Centralized exchanges such as Coinbase allow people to buy, sell, and trade cryptocurrencies via an intermediary: the exchange. In this business model, trades aren't registered directly on the blockchain, but rather within the exchange's own wallets; the exchange takes custody of your crypto.

By contrast, decentralized exchanges facilitate peer-to-peer trading and don't take custody of users' assets.

One feature of decentralized exchanges is that they're mostly immune to the outages that face their centralized peers. That's because they're distributed protocols that use smart contracts on a public blockchain, often Ethereum, to run. As long as the blockchain is operating, DEXs keep on trading. And blockchains have redundancies built in so that they do away with downtime; millions of computers are running the software around the world.

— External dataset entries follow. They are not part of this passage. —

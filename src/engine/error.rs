//! Error types for component registration and world mutation.
//!
//! This module declares the focused, composable error types used across
//! the registry and the world mutation pipeline. Each error carries
//! enough context to make the failure actionable while staying small and
//! cheap to pass around or convert into the aggregate [`WorldError`].
//!
//! ## Goals
//! * **Specificity:** each variant models a single misuse class (type
//!   never registered, id space exhausted, unknown entity, missing
//!   component, double attach).
//! * **Ergonomics:** all errors implement [`std::error::Error`] and
//!   [`std::fmt::Display`], and `From<RegistryError>` lets registry
//!   failures bubble through world operations with `?`.
//!
//! Internal bookkeeping violations (index/entity tables disagreeing,
//! typed access against the wrong column) are *not* modelled here; those
//! are debug assertions, not recoverable conditions.

use std::fmt;

use crate::engine::types::{ComponentTypeId, EntityId};

/// Errors raised by the global component registry.
#[derive(Debug, Clone, Copy, PartialEq, Eq)]
pub enum RegistryError {
    /// Registration would exceed the fixed component-id space.
    CapacityExceeded {
        /// The fixed capacity that was hit
        /// ([`MAX_COMPONENTS`](crate::engine::types::MAX_COMPONENTS)).
        capacity: usize,
    },

    /// A type was used before being registered.
    NotRegistered {
        /// Rust type name of the offending component.
        name: &'static str,
    },

    /// Zero-sized types cannot back a storage column.
    ZeroSized {
        /// Rust type name of the offending component.
        name: &'static str,
    },

    /// A [`ComponentTypeId`] did not correspond to any registered type.
    UnknownTypeId(ComponentTypeId),

    /// The registry lock was poisoned by a panic in another thread.
    PoisonedLock,
}

impl fmt::Display for RegistryError {
    fn fmt(&self, f: &mut fmt::Formatter<'_>) -> fmt::Result {
        match self {
            RegistryError::CapacityExceeded { capacity } => {
                write!(f, "component type capacity exceeded (maximum {capacity})")
            }
            RegistryError::NotRegistered { name } => {
                write!(f, "component type {name} was never registered")
            }
            RegistryError::ZeroSized { name } => {
                write!(f, "component type {name} is zero-sized and cannot be stored")
            }
            RegistryError::UnknownTypeId(id) => {
                write!(f, "component type id {id} is not registered")
            }
            RegistryError::PoisonedLock => f.write_str("component registry lock poisoned"),
        }
    }
}

impl std::error::Error for RegistryError {}

/// Aggregate error for world-level operations.
///
/// Covers the user-facing misuse classes: operating on an entity that was
/// never minted or already destroyed, reading a component the entity does
/// not carry, and attaching a component that is already present.
/// Registry failures encountered while resolving component types are
/// wrapped in [`WorldError::Registry`].
#[derive(Debug, Clone, Copy, PartialEq, Eq)]
pub enum WorldError {
    /// The entity id is not live in this world.
    UnknownEntity(EntityId),

    /// The entity does not carry the requested component.
    MissingComponent {
        /// Entity the lookup was performed on.
        entity: EntityId,
        /// Rust type name of the requested component.
        component: &'static str,
    },

    /// An attach overlapped the entity's current component set, or the
    /// bundle itself named the same component type twice.
    DuplicateAttach {
        /// Entity the attach was performed on.
        entity: EntityId,
    },

    /// A component type could not be resolved through the registry.
    Registry(RegistryError),
}

impl fmt::Display for WorldError {
    fn fmt(&self, f: &mut fmt::Formatter<'_>) -> fmt::Result {
        match self {
            WorldError::UnknownEntity(entity) => {
                write!(f, "entity {entity} is not live in this world")
            }
            WorldError::MissingComponent { entity, component } => {
                write!(f, "entity {entity} has no {component} component")
            }
            WorldError::DuplicateAttach { entity } => {
                write!(f, "attach would duplicate a component on entity {entity}")
            }
            WorldError::Registry(e) => write!(f, "{e}"),
        }
    }
}

impl std::error::Error for WorldError {
    fn source(&self) -> Option<&(dyn std::error::Error + 'static)> {
        match self {
            WorldError::Registry(e) => Some(e),
            _ => None,
        }
    }
}

impl From<RegistryError> for WorldError {
    fn from(e: RegistryError) -> Self {
        WorldError::Registry(e)
    }
}

/// Convenience alias for world operation results.
pub type WorldResult<T> = Result<T, WorldError>;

Ashleigh Schap, Growth Lead at leading Ethereum DEX Uniswap, reported that the exchange was working "flawlessly" this morning. And Rival DEX SushiSwap recorded boffo volume numbers today of over $2.5 billion in trading volume over the past 24 hours.


But all that isn't to say trading on a DEX has no downside. For starters, tradable assets are often limited to those that use the same blockchain as the DEX, making it less than straightforward to buy assets such as Bitcoin. However, one can buy a "wrapped" version that mimics BTC. And THORChain, which is integrated with trading platform ShapeShift, has emerged as a cross-chain DEX that bypasses the need for Wrapped Bitcoin altogether.

Moreover, while trading technically never stops, it can get pricey due to network congestion on the blockchain itself, which is already an issue for Ethereum. So, depending on the exact time, buying $500 worth of ETH on a DEX today could've cost around $200 in network fees—though buying an asset that was above $4,200 just days ago at less than half that price was worth it to many. Still, if you were able to buy on Coinbase Pro, the fees would have been about $2.50 to the exchange.


Coinbase has a habit of going down during steep market corrections. Temporary surges in trading volume would necessitate having more servers permanently at the ready. The exchange said it would add server capacity in January, before it went public. 

That same month, the CEO of Web3 blockchain data firm Pocket Network, Michael O'Rourke, told Decrypt: "It doesn't make sense for Coinbase to 10x their server costs by having servers sitting there for unknown spikes in demand. The rate at which people are refreshing to buy crypto is faster than the physics of being able to quickly spin up servers on [Amazon Web Services]."